Tumor-secreted BDNF selectively depletes macrophage NAD+ via CD73 upregulation to suppress antitumor immunity

Intracellular nicotinamide adenine dinucleotide (NAD+) plays a pivotal role in linking cellular metabolic states to immune cell function, positioning NAD+ boosting as a promising immunotherapy strategy. However, whether a targetable NAD+ metabolic vulnerability exists within the tumor immune microenvironment remains poorly understood. Herein, we discover a novel metabolic crosstalk between tumor cells and macrophages that leads to specific NAD+ depletion in M1-like macrophages, resulting in a metabolic vulnerability that can be therapeutically exploited to enhance antitumor immunity.
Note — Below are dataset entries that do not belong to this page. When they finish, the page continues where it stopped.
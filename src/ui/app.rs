use crate::input::{InputEvent, InputField, InputKind, Size, Variant};
use crate::table::{Column, DataTable, Row};
use crate::theme::Theme;
use crate::ui::config::Config;
use crossterm::event::{KeyCode, KeyEvent, KeyModifiers};
use std::cell::RefCell;
use std::path::PathBuf;
use std::rc::Rc;

/// Field the search box filters on.
pub const SEARCH_FIELD: &str = "name";

pub const MIN_PASSWORD_LEN: usize = 8;

#[derive(Debug, Clone, Copy, PartialEq, Eq)]
pub enum FocusPane {
    Search,
    Password,
    Table,
}

pub struct App {
    pub users: Vec<Row>,
    pub search: InputField,
    pub password: InputField,
    pub table: DataTable,
    pub focus: FocusPane,
    pub theme: &'static Theme,
    pub should_quit: bool,
    pub show_help: bool,
    /// Last selection reported by the table.
    selected: Rc<RefCell<Vec<Row>>>,
    /// Where theme changes are saved; nothing is written when unset.
    config_path: Option<PathBuf>,
}

impl App {
    pub fn new(users: Vec<Row>, columns: Vec<Column>, config: &Config, theme: &'static Theme) -> Self {
        let selected = Rc::new(RefCell::new(Vec::new()));
        let sink = Rc::clone(&selected);

        let mut table = DataTable::new(columns)
            .with_identity(config.identity())
            .on_row_select(move |rows: &[&Row]| {
                tracing::info!(count = rows.len(), "Selected rows changed");
                *sink.borrow_mut() = rows.iter().map(|&r| r.clone()).collect();
            })
            .with_selectable(true)
            .with_rows(users.clone());
        if let Some(text) = &config.empty_text {
            table.set_empty_text(text.clone());
        }

        let search = InputField::new()
            .id("search")
            .label("Search users")
            .placeholder("Type a name…")
            .helper_text("Try Alice, Bob, or Charlie")
            .variant(Variant::Outlined)
            .size(Size::Medium)
            .clearable(true);

        let password = InputField::new()
            .id("password")
            .label("Password")
            .placeholder("Enter your password")
            .kind(InputKind::Password)
            .password_toggle(true)
            .variant(Variant::Filled)
            .size(Size::Medium);

        Self {
            users,
            search,
            password,
            table,
            focus: FocusPane::Search,
            theme,
            should_quit: false,
            show_help: false,
            selected,
            config_path: None,
        }
    }

    /// Save theme changes to the config file at `path`.
    pub fn with_config_path(mut self, path: PathBuf) -> Self {
        self.config_path = Some(path);
        self
    }

    /// Users whose name contains the search query, case-insensitively.
    pub fn filtered_users(&self) -> Vec<Row> {
        let query = self.search.value().to_lowercase();
        self.users
            .iter()
            .filter(|u| u.get(SEARCH_FIELD).to_string().to_lowercase().contains(&query))
            .cloned()
            .collect()
    }

    /// Apply a new search value and refilter the table.
    pub fn apply_search(&mut self, value: String) {
        self.search.set_value(value);
        let rows = self.filtered_users();
        tracing::debug!(query = self.search.value(), matches = rows.len(), "search changed");
        self.table.set_rows(rows);
    }

    /// Apply a new password value and revalidate it.
    pub fn apply_password(&mut self, value: String) {
        let too_short = !value.is_empty() && value.chars().count() < MIN_PASSWORD_LEN;
        self.password.set_value(value);
        self.password.set_invalid(
            too_short.then(|| format!("Use at least {MIN_PASSWORD_LEN} characters")),
        );
    }

    /// Rows most recently reported by the table's selection callback.
    pub fn selected_rows(&self) -> Vec<Row> {
        self.selected.borrow().clone()
    }

    pub fn toggle_focus(&mut self) {
        self.focus = match self.focus {
            FocusPane::Search => FocusPane::Password,
            FocusPane::Password => FocusPane::Table,
            FocusPane::Table => FocusPane::Search,
        };
    }

    pub fn focus_previous(&mut self) {
        self.focus = match self.focus {
            FocusPane::Search => FocusPane::Table,
            FocusPane::Password => FocusPane::Search,
            FocusPane::Table => FocusPane::Password,
        };
    }

    pub fn toggle_theme(&mut self) {
        self.theme = self.theme.toggled();
        tracing::info!(theme = self.theme.name, "theme toggled");

        if let Some(path) = &self.config_path {
            if let Err(e) = Config::persist_theme(path, self.theme.name) {
                tracing::warn!("Failed to save theme: {e:#}");
            }
        }
    }

    pub fn toggle_help(&mut self) {
        self.show_help = !self.show_help;
    }

    /// Flip the loading state of the table and the search box together.
    pub fn toggle_loading(&mut self) {
        let loading = !self.table.is_loading();
        self.table.set_loading(loading);
        self.search.set_loading(loading);
    }

    pub fn handle_key(&mut self, key: KeyEvent) {
        if key.code == KeyCode::Char('c') && key.modifiers.contains(KeyModifiers::CONTROL) {
            self.should_quit = true;
            return;
        }

        if self.show_help {
            if matches!(key.code, KeyCode::Char('?') | KeyCode::Esc) {
                self.toggle_help();
            }
            return;
        }

        match key.code {
            KeyCode::Tab => return self.toggle_focus(),
            KeyCode::BackTab => return self.focus_previous(),
            KeyCode::Esc if self.focus != FocusPane::Table => {
                self.focus = FocusPane::Table;
                return;
            }
            _ => {}
        }

        match self.focus {
            FocusPane::Search => {
                if let InputEvent::Changed(value) = self.search.handle_key(key) {
                    self.apply_search(value);
                }
            }
            FocusPane::Password => {
                if let InputEvent::Changed(value) = self.password.handle_key(key) {
                    self.apply_password(value);
                }
            }
            FocusPane::Table => match key.code {
                KeyCode::Char('q') | KeyCode::Char('Q') => self.should_quit = true,
                KeyCode::Char('t') => self.toggle_theme(),
                KeyCode::Char('L') => self.toggle_loading(),
                KeyCode::Char('?') => self.toggle_help(),
                KeyCode::Char('/') => self.focus = FocusPane::Search,
                _ => {
                    self.table.handle_key(key);
                }
            },
        }
    }
}

#[cfg(test)]
mod tests {
    use super::*;
    use crate::ui::dataset::{sample_users, user_columns};

    fn key(code: KeyCode) -> KeyEvent {
        KeyEvent::new(code, KeyModifiers::empty())
    }

    fn app() -> App {
        App::new(
            sample_users(),
            user_columns(),
            &Config::default(),
            Theme::default_theme(),
        )
    }

    #[test]
    fn test_search_filters_case_insensitively() {
        let mut app = app();
        app.apply_search("AL".to_string());
        let names: Vec<String> = app
            .table
            .view()
            .iter()
            .map(|r| r.get("name").to_string())
            .collect();
        assert_eq!(names, vec!["Alice"]);
    }

    #[test]
    fn test_typing_in_search_goes_through_apply() {
        let mut app = app();
        app.handle_key(key(KeyCode::Char('b')));
        assert_eq!(app.search.value(), "b");
        assert_eq!(app.table.rows().len(), 1);
    }

    #[test]
    fn test_short_password_is_invalid() {
        let mut app = app();
        app.apply_password("abc".to_string());
        assert!(app.password.is_invalid());
        app.apply_password("abcdefgh".to_string());
        assert!(!app.password.is_invalid());
        app.apply_password(String::new());
        assert!(!app.password.is_invalid());
    }

    #[test]
    fn test_focus_cycle_both_ways() {
        let mut app = app();
        app.toggle_focus();
        assert_eq!(app.focus, FocusPane::Password);
        app.focus_previous();
        app.focus_previous();
        assert_eq!(app.focus, FocusPane::Table);
    }

    #[test]
    fn test_ctrl_c_quits_from_inputs() {
        let mut app = app();
        app.handle_key(KeyEvent::new(KeyCode::Char('c'), KeyModifiers::CONTROL));
        assert!(app.should_quit);
    }
}
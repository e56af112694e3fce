use ratatui::layout::Constraint;

/// Describes how one field of a row is rendered and sorted.
#[derive(Debug, Clone, PartialEq)]
pub struct Column {
    /// Unique key, used as the column's rendering identity.
    pub key: String,
    /// Header label.
    pub title: String,
    /// Name of the row field displayed and sorted by this column.
    pub field: String,
    pub sortable: bool,
    pub width: Constraint,
}

impl Column {
    pub fn new(key: impl Into<String>, title: impl Into<String>, field: impl Into<String>) -> Self {
        Self {
            key: key.into(),
            title: title.into(),
            field: field.into(),
            sortable: false,
            width: Constraint::Fill(1),
        }
    }

    pub fn sortable(mut self) -> Self {
        self.sortable = true;
        self
    }

    pub fn width(mut self, width: Constraint) -> Self {
        self.width = width;
        self
    }
}
use crate::ui::app::{App, FocusPane};
use ratatui::{
    layout::{Alignment, Constraint, Direction, Layout, Rect},
    style::{Modifier, Style},
    text::{Line, Span},
    widgets::{Block, Borders, Clear, Paragraph, Wrap},
    Frame,
};

pub fn render(frame: &mut Frame, app: &App) {
    let theme = app.theme;
    frame.render_widget(
        Block::default().style(Style::default().bg(theme.bg).fg(theme.fg)),
        frame.area(),
    );

    let inputs_height = app.search.height().max(app.password.height());

    // Header + Inputs + Table + Selection + Footer
    let main_chunks = Layout::default()
        .direction(Direction::Vertical)
        .constraints([
            Constraint::Length(3),             // Header
            Constraint::Length(inputs_height), // Inputs
            Constraint::Min(6),                // Table
            Constraint::Length(6),             // Selection
            Constraint::Length(1),             // Footer
        ])
        .split(frame.area());

    render_header(frame, app, main_chunks[0]);
    render_inputs(frame, app, main_chunks[1]);

    frame.render_widget(
        app.table
            .widget(theme)
            .title(" DataTable ")
            .focused(app.focus == FocusPane::Table),
        main_chunks[2],
    );

    render_selection(frame, app, main_chunks[3]);
    render_footer(frame, app, main_chunks[4]);

    if app.show_help {
        render_help_modal(frame, app);
    }
}

fn render_header(frame: &mut Frame, app: &App, area: Rect) {
    let theme = app.theme;
    let header = Paragraph::new(Line::from(vec![
        Span::styled(
            "  UI Components Demo",
            Style::default().fg(theme.accent).add_modifier(Modifier::BOLD),
        ),
        Span::styled(
            format!("   theme: {}", theme.name),
            Style::default().fg(theme.fg_dim),
        ),
    ]))
    .block(
        Block::default()
            .borders(Borders::ALL)
            .border_style(Style::default().fg(theme.accent)),
    );

    frame.render_widget(header, area);
}

fn render_inputs(frame: &mut Frame, app: &App, area: Rect) {
    let chunks = Layout::default()
        .direction(Direction::Horizontal)
        .constraints([Constraint::Percentage(50), Constraint::Percentage(50)])
        .spacing(2)
        .split(area);

    let search_focused = app.focus == FocusPane::Search;
    let password_focused = app.focus == FocusPane::Password;

    frame.render_widget(
        app.search.widget(app.theme).focused(search_focused),
        chunks[0],
    );
    frame.render_widget(
        app.password.widget(app.theme).focused(password_focused),
        chunks[1],
    );

    let cursor = if search_focused {
        app.search.cursor_position(chunks[0])
    } else if password_focused {
        app.password.cursor_position(chunks[1])
    } else {
        None
    };
    if let Some(position) = cursor {
        frame.set_cursor_position(position);
    }
}

fn render_selection(frame: &mut Frame, app: &App, area: Rect) {
    let theme = app.theme;
    let selected = app.selected_rows();

    let lines: Vec<Line> = if selected.is_empty() {
        vec![Line::from(Span::styled(
            "No rows selected",
            Style::default().fg(theme.fg_dim),
        ))]
    } else {
        selected
            .iter()
            .map(|row| {
                let json = serde_json::to_string(row).unwrap_or_default();
                Line::from(json)
            })
            .collect()
    };

    let border_color = if selected.is_empty() {
        theme.fg_dim
    } else {
        theme.success
    };
    let paragraph = Paragraph::new(lines)
        .block(
            Block::default()
                .borders(Borders::ALL)
                .title(format!(" Selected ({}) ", selected.len()))
                .border_style(Style::default().fg(border_color)),
        )
        .wrap(Wrap { trim: true });

    frame.render_widget(paragraph, area);
}

fn render_footer(frame: &mut Frame, app: &App, area: Rect) {
    let help_text = match app.focus {
        FocusPane::Search => "[Type] Filter  [Ctrl+U] Clear  [Tab] Next  [Esc] Table  [Ctrl+C] Quit",
        FocusPane::Password => {
            "[Type] Edit  [Ctrl+T] Show/Hide  [Tab] Next  [Esc] Table  [Ctrl+C] Quit"
        }
        FocusPane::Table => {
            "[↑↓/jk] Row  [←→/hl] Column  [Enter/s] Sort  [Space] Select  [a] All  [t] Theme  [?] Help  [q] Quit"
        }
    };

    let footer = Paragraph::new(help_text).style(Style::default().fg(app.theme.fg_dim));

    frame.render_widget(footer, area);
}

fn render_help_modal(frame: &mut Frame, app: &App) {
    let theme = app.theme;
    let area = centered_rect(60, 60, frame.area());

    let key_style = Style::default().fg(theme.secondary).add_modifier(Modifier::BOLD);
    let entry = |keys: &'static str, action: &'static str| {
        Line::from(vec![
            Span::styled(format!("{keys:<14}"), key_style),
            Span::raw(action),
        ])
    };

    let lines = vec![
        entry("Tab / S-Tab", "Move focus"),
        entry("Enter / s", "Cycle sort on the current column"),
        entry("Space", "Toggle the current row"),
        entry("a", "Select / deselect all rows"),
        entry("L", "Toggle loading state"),
        entry("t", "Toggle dark / light theme"),
        entry("Ctrl+U", "Clear the search box"),
        entry("Ctrl+T", "Show / hide password"),
        Line::from(""),
        Line::from(Span::styled(
            "Press ? or Esc to close",
            Style::default().fg(theme.fg_dim),
        )),
    ];

    let modal = Paragraph::new(lines)
        .block(
            Block::default()
                .borders(Borders::ALL)
                .title(" Help ")
                .title_alignment(Alignment::Center)
                .border_style(Style::default().fg(theme.accent))
                .style(Style::default().bg(theme.bg).fg(theme.fg)),
        )
        .wrap(Wrap { trim: false });

    frame.render_widget(Clear, area);
    frame.render_widget(modal, area);
}

/// A rect of `percent_x` by `percent_y` centered in `area`.
fn centered_rect(percent_x: u16, percent_y: u16, area: Rect) -> Rect {
    let vertical = Layout::default()
        .direction(Direction::Vertical)
        .constraints([
            Constraint::Percentage((100 - percent_y) / 2),
            Constraint::Percentage(percent_y),
            Constraint::Percentage((100 - percent_y) / 2),
        ])
        .split(area);

    Layout::default()
        .direction(Direction::Horizontal)
        .constraints([
            Constraint::Percentage((100 - percent_x) / 2),
            Constraint::Percentage(percent_x),
            Constraint::Percentage((100 - percent_x) / 2),
        ])
        .split(vertical[1])[1]
}
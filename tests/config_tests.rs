//! Configuration and dataset loading tests

use std::fs;
use tempfile::TempDir;
use widgetry::table::{CellValue, RowIdentity};
use widgetry::ui::config::Config;
use widgetry::ui::dataset::{columns_for, load_rows};

#[tokio::test]
async fn test_missing_config_file_gives_defaults() {
    let temp_dir = TempDir::new().unwrap();
    let config = Config::load_from(&temp_dir.path().join("config.json")).unwrap();
    assert_eq!(config, Config::default());
    assert_eq!(config.identity(), RowIdentity::Position);
}

#[tokio::test]
async fn test_config_save_creates_parent_directories() {
    let temp_dir = TempDir::new().unwrap();
    let path = temp_dir.path().join("nested").join("widgetry").join("config.json");

    let config = Config {
        theme: "Nord".to_string(),
        row_identity: Some("id".to_string()),
        empty_text: None,
    };
    config.save_to(&path).unwrap();

    let loaded = Config::load_from(&path).unwrap();
    assert_eq!(loaded.theme, "Nord");
    assert_eq!(loaded.identity(), RowIdentity::Field("id".to_string()));
}

#[tokio::test]
async fn test_config_rejects_unknown_fields() {
    let temp_dir = TempDir::new().unwrap();
    let path = temp_dir.path().join("config.json");
    fs::write(&path, r#"{"theme": "Nord", "colour": "red"}"#).unwrap();

    let err = Config::load_from(&path).unwrap_err();
    assert!(format!("{err:#}").contains("Failed to parse config file"));
}

#[tokio::test]
async fn test_partial_config_fills_defaults() {
    let temp_dir = TempDir::new().unwrap();
    let path = temp_dir.path().join("config.json");
    fs::write(&path, r#"{"empty_text": "Nothing yet"}"#).unwrap();

    let config = Config::load_from(&path).unwrap();
    assert_eq!(config.theme, "Catppuccin Mocha");
    assert_eq!(config.empty_text.as_deref(), Some("Nothing yet"));
}

#[tokio::test]
async fn test_load_rows_with_mixed_values() {
    let temp_dir = TempDir::new().unwrap();
    let path = temp_dir.path().join("users.json");
    fs::write(
        &path,
        r#"[
            {"user_id": 1, "full_name": "Ada", "active": true, "score": 9.5},
            {"user_id": 2, "full_name": null, "active": false}
        ]"#,
    )
    .unwrap();

    let rows = load_rows(&path).unwrap();
    assert_eq!(rows.len(), 2);
    assert_eq!(rows[0].get("score"), &CellValue::Float(9.5));
    assert!(rows[1].get("full_name").is_null());
    assert!(rows[1].get("score").is_null());

    let titles: Vec<String> = columns_for(&rows).into_iter().map(|c| c.title).collect();
    assert_eq!(titles, vec!["Active", "Full Name", "Score", "User Id"]);
}

#[tokio::test]
async fn test_load_rows_rejects_non_array() {
    let temp_dir = TempDir::new().unwrap();
    let path = temp_dir.path().join("users.json");
    fs::write(&path, r#"{"name": "Ada"}"#).unwrap();

    let err = load_rows(&path).unwrap_err();
    assert!(format!("{err:#}").contains("Failed to parse data file"));
}

#[tokio::test]
async fn test_load_rows_missing_file() {
    let temp_dir = TempDir::new().unwrap();
    let err = load_rows(&temp_dir.path().join("absent.json")).unwrap_err();
    assert!(format!("{err:#}").contains("Failed to read data file"));
}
We demonstrate that brain-derived neurotrophic factor (BDNF) secreted by tumor cells upregulates CD73 expression in macrophages. By coupling to CD38 in M1-like macrophages, CD73 mediates selective intracellular NAD+ depletion, inducing a senescence associated secretory phenotype (SASP) that facilitates tumor immune evasion. Pharmacological activation of nicotinamide phosphoribosyltransferase (NAMPT) restores NAD+ levels in M1-like macrophages and sensitizes tumors to programmed cell death 1 receptor (PD-1) blockade. Importantly, NAMPT activator confines NAD+ elevation to M1-like macrophages, avoiding the systemic effects associated with the NAD+ precursor NMN supplementation. Together, our findings reveal a previously unrecognized tumor-macrophage interplay mediated by the BDNF-CD73 axis in reprogramming NAD+ metabolism and highlight NAMPT activation as a specific NAD+ boosting strategy to reinvigorate antitumor immunity.